Classification vs. Regression

Classification: Is the sentiment positive or negative?
Regression: How many likes will this tweet get?

Feature Matrices and BOW Models

Building Feature Matrices

ML models require input to be represented as numeric features, which could be encoded in a feature matrix.

Bag of Words Mode

It’s a model that uses the words as features. BoW

No information about order or syntax
Binary representation
High Dimension

Naive Bayes Text Classifier

It is based on Bayes Rule to estimate/maximize $P(Y|X)$. $$ P(Y \mid X)=\frac{P(X,Y)}{P(X)} = \frac{P(X \mid Y) P(Y)}{P(X)} $$

We can apply chain rule to compute $ P(Y \mid X) = P(Y \mid x_{1}, x_{2}, \ldots, x_{k}) $ if there are multiple features maching the class: $$ P(Y \mid X) = P(x_{1} \mid x_{2}, \ldots, x_{k}, Y) P(x_{2} \mid x_{3}, \ldots, x_{k}, Y) \ldots P(x_{k} \mid Y) P(Y) $$

According to Naive Assumption, we assume features are independent. $$ P(Y \mid X) = P(x_{1} \mid Y) P(x_{2} \mid Y) \ldots P(x_{k} \mid Y) P(Y) $$

Now, we can easily compute the result. Note that $ P(Y) $ could be obtained through domain knwoledge or could be estimated from data.

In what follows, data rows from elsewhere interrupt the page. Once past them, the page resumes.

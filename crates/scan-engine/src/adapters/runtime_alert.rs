//! Falco 런타임 알림 어댑터
//!
//! 샌드박스 관찰 구간이 끝난 뒤 Falco 알림 로그의 마지막 N 라인을 읽습니다.
//! 로그는 샌드박스 컨테이너 기준으로 필터링하지 않으므로 같은 호스트의 다른
//! 컨테이너 알림도 포함될 수 있습니다.

use std::io::SeekFrom;
use std::path::{Path, PathBuf};
use std::time::Duration;

use tokio::io::{AsyncReadExt, AsyncSeekExt};

use crate::outcome::{RuntimeAlerts, ScanOutcome};
use crate::runtime::SandboxHandle;

/// 샌드박스가 설정으로 비활성화되었을 때의 경고
pub const DYNAMIC_DISABLED: &str = "dynamic analysis disabled by configuration";

/// 샌드박스 실행 실패 시의 경고
pub const SANDBOX_UNAVAILABLE: &str = "sandbox launch failed; no dynamic data available";

/// 알림 로그가 없을 때의 경고
pub const LOG_UNAVAILABLE: &str = "Falco not installed or logs not available";

const TIMED_OUT: &str = "Falco alert collection timed out";

/// 로그 끝에서 처음 읽는 바이트 수. 라인이 부족하면 두 배씩 넓힙니다.
const INITIAL_TAIL_WINDOW: u64 = 64 * 1024;

/// 런타임 알림 수집 어댑터
pub struct RuntimeAlertAdapter {
    log_path: PathBuf,
    tail_lines: usize,
    timeout: Duration,
}

impl RuntimeAlertAdapter {
    /// 새 어댑터를 생성합니다.
    pub fn new(log_path: impl Into<PathBuf>, tail_lines: usize, timeout: Duration) -> Self {
        Self {
            log_path: log_path.into(),
            tail_lines,
            timeout,
        }
    }

    /// 알림 로그 경로
    pub fn log_path(&self) -> &Path {
        &self.log_path
    }

    /// 관찰이 끝난 샌드박스에 대한 알림을 수집합니다.
    ///
    /// `sandbox`가 `None`이면 로그를 읽지 않고 `Warning`을 반환합니다.
    /// 로그 파일 전체가 아니라 끝부분만 읽으며, 잘못된 UTF-8 바이트는
    /// 대체 문자로 바뀝니다.
    pub async fn collect(&self, sandbox: Option<&SandboxHandle>) -> ScanOutcome<RuntimeAlerts> {
        let Some(handle) = sandbox else {
            return ScanOutcome::Warning(SANDBOX_UNAVAILABLE.to_owned());
        };

        let content =
            match tokio::time::timeout(self.timeout, read_tail(&self.log_path, self.tail_lines))
                .await
            {
                Ok(Ok(content)) => content,
                Ok(Err(e)) if e.kind() == std::io::ErrorKind::NotFound => {
                    return ScanOutcome::Warning(LOG_UNAVAILABLE.to_owned());
                }
                Ok(Err(e)) => {
                    return ScanOutcome::Error(format!(
                        "failed to read {}: {e}",
                        self.log_path.display()
                    ));
                }
                Err(_elapsed) => return ScanOutcome::Error(TIMED_OUT.to_owned()),
            };

        ScanOutcome::Success(RuntimeAlerts {
            sandbox: Some(handle.name.clone()),
            alerts: tail(&content, self.tail_lines),
        })
    }
}

/// 파일 끝에서 비어 있지 않은 라인이 `n`개 이상 들어오도록 읽습니다.
///
/// 윈도우 시작이 파일 중간이면 첫 번째 (잘린) 라인은 버립니다.
async fn read_tail(path: &Path, n: usize) -> std::io::Result<String> {
    let mut file = tokio::fs::File::open(path).await?;
    let len = file.metadata().await?.len();
    let mut window = INITIAL_TAIL_WINDOW;

    loop {
        let start = len.saturating_sub(window);
        file.seek(SeekFrom::Start(start)).await?;

        let mut buf = Vec::new();
        (&mut file).take(len - start).read_to_end(&mut buf).await?;

        let bytes = if start == 0 {
            &buf[..]
        } else {
            match buf.iter().position(|&b| b == b'\n') {
                Some(i) => &buf[i + 1..],
                None => &[][..],
            }
        };
        let text = String::from_utf8_lossy(bytes);

        if start == 0 || tail(&text, n).len() >= n {
            return Ok(text.into_owned());
        }
        window = window.saturating_mul(2);
    }
}

/// 비어 있지 않은 마지막 `n` 라인을 원래 순서대로 반환합니다.
fn tail(content: &str, n: usize) -> Vec<String> {
    let mut lines: Vec<String> = content
        .lines()
        .rev()
        .map(str::trim_end)
        .filter(|line| !line.trim().is_empty())
        .take(n)
        .map(str::to_owned)
        .collect();
    lines.reverse();
    lines
}
#[cfg(test)]
impl ContainerRuntime for MockRuntime {
    async fn inspect_image(&self, image: &str) -> Result<(), ScanEngineError> {
        self.inspect_calls
            .fetch_add(1, std::sync::atomic::Ordering::SeqCst);
        if self.image_present {
            Ok(())
        } else {
            Err(ScanEngineError::ImageNotFound(image.to_owned()))
        }
    }

    async fn pull_image(&self, image: &str) -> Result<(), ScanEngineError> {
        self.pull_calls
            .fetch_add(1, std::sync::atomic::Ordering::SeqCst);
        if self.pull_succeeds {
            Ok(())
        } else {
            Err(ScanEngineError::Docker(format!(
                "pull access denied for {image}"
            )))
        }
    }

    async fn save_image(&self, _image: &str, dest: &Path) -> Result<u64, ScanEngineError> {
        self.save_calls
            .fetch_add(1, std::sync::atomic::Ordering::SeqCst);
        if let Some(delay) = self.save_delay {
            tokio::time::sleep(delay).await;
        }
        if self.fail_save {
            return Err(ScanEngineError::Docker("no space left on device".to_owned()));
        }
        tokio::fs::write(dest, b"mock archive")
            .await
            .map_err(|source| ScanEngineError::Io {
                path: dest.display().to_string(),
                source,
            })?;
        Ok(12)
    }

    async fn run_sandbox(&self, _image: &str, name: &str) -> Result<SandboxHandle, ScanEngineError> {
        self.run_calls
            .fetch_add(1, std::sync::atomic::Ordering::SeqCst);
        if self.fail_sandbox {
            return Err(ScanEngineError::Docker("create container failed".to_owned()));
        }
        Ok(SandboxHandle {
            id: "abc123def456".to_owned(),
            name: name.to_owned(),
        })
    }

    async fn stop_container(&self, id: &str) -> Result<(), ScanEngineError> {
        self.stop_calls
            .fetch_add(1, std::sync::atomic::Ordering::SeqCst);
        match self.stop_error {
            None => Ok(()),
            Some(MockStopError::NotFound) => Err(ScanEngineError::ContainerNotFound(id.to_owned())),
            Some(MockStopError::NotRunning) => {
                Err(ScanEngineError::ContainerNotRunning(id.to_owned()))
            }
            Some(MockStopError::Api) => Err(ScanEngineError::Docker("daemon busy".to_owned())),
        }
    }

    async fn ping(&self) -> Result<(), ScanEngineError> {
        Ok(())
    }
}

#[cfg(test)]
mod tests {
    use super::*;

    #[test]
    fn validate_container_id_accepts_hex() {
        assert!(validate_container_id("abc123def456").is_ok());
        assert!(validate_container_id(&"a".repeat(64)).is_ok());
    }

    #[test]
    fn validate_container_id_rejects_invalid() {
        assert!(validate_container_id("").is_err());
        assert!(validate_container_id(&"a".repeat(65)).is_err());
        assert!(validate_container_id("abc; rm -rf /").is_err());
        assert!(validate_container_id("imagewarden-sandbox-1").is_err());
    }

    #[test]
    fn split_reference_with_tag() {
        assert_eq!(split_reference("nginx:1.25"), ("nginx", "1.25"));
        assert_eq!(
            split_reference("ghcr.io/org/app:v1"),
            ("ghcr.io/org/app", "v1")
        );
    }

    #[test]
    fn split_reference_without_tag_defaults_to_latest() {
        assert_eq!(split_reference("alpine"), ("alpine", "latest"));
        // 레지스트리 포트는 태그가 아님
        assert_eq!(
            split_reference("localhost:5000/app"),
            ("localhost:5000/app", "latest")
        );
    }

    #[test]
    fn split_reference_with_digest() {
        let image = "alpine@sha256:abcdef";
        assert_eq!(split_reference(image), (image, ""));
    }

    #[tokio::test]
    async fn mock_runtime_counts_calls() {
        let runtime = MockRuntime::new();
        runtime.inspect_image("alpine").await.unwrap();
        runtime.inspect_image("alpine").await.unwrap();
        assert_eq!(MockRuntime::count(&runtime.inspect_calls), 2);
        assert_eq!(MockRuntime::count(&runtime.pull_calls), 0);
    }

    #[tokio::test]
    async fn mock_runtime_missing_image() {
        let runtime = MockRuntime::new().without_local_image();
        let err = runtime.inspect_image("ghost").await.unwrap_err();
        assert!(matches!(err, ScanEngineError::ImageNotFound(_)));
        assert!(runtime.pull_image("ghost").await.is_err());
    }

    #[tokio::test]
    async fn mock_runtime_stop_errors() {
        let runtime = MockRuntime::new().with_stop_error(MockStopError::NotRunning);
        let err = runtime.stop_container("abc123").await.unwrap_err();
        assert!(matches!(err, ScanEngineError::ContainerNotRunning(_)));
    }

    #[test]
    fn container_runtime_is_send_sync() {
        fn assert_send_sync<T: Send + Sync + 'static>() {}
        assert_send_sync::<MockRuntime>();
        assert_send_sync::<BollardRuntime>();
    }
}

Logistic Regression Text Classifier

LR vs. NB

Logistic Regression	Naive Bayes
Conditional Distribution $P(Y \mid X)$	Joint Distribution $P(X,Y)$
Discriminative Model	Generative Model
Maybe better in general	Better with smaller data

Logistic Regression Overview

Logistic Regression is based on Linear Regression, and is for classification.

$$ y=\frac{1}{1+e^{-(\vec{w} \cdot \vec{x})}} $$

$$ L = -Y \log \hat{Y}+(1-Y) \log (1-\hat{Y}) $$

Experimental Design in ML

Overfitting

Models overfit when then model idiosyncrasies of the training data that don’t necessarily generalize.

Train-Test Splits

Train: Used to train the model, i.e., set the parameters
Dev: Used during development, to inspect and choose “hyperparameters”
Test: In good experimental design, only allowed to evaluate on test one time to avoid “cheating”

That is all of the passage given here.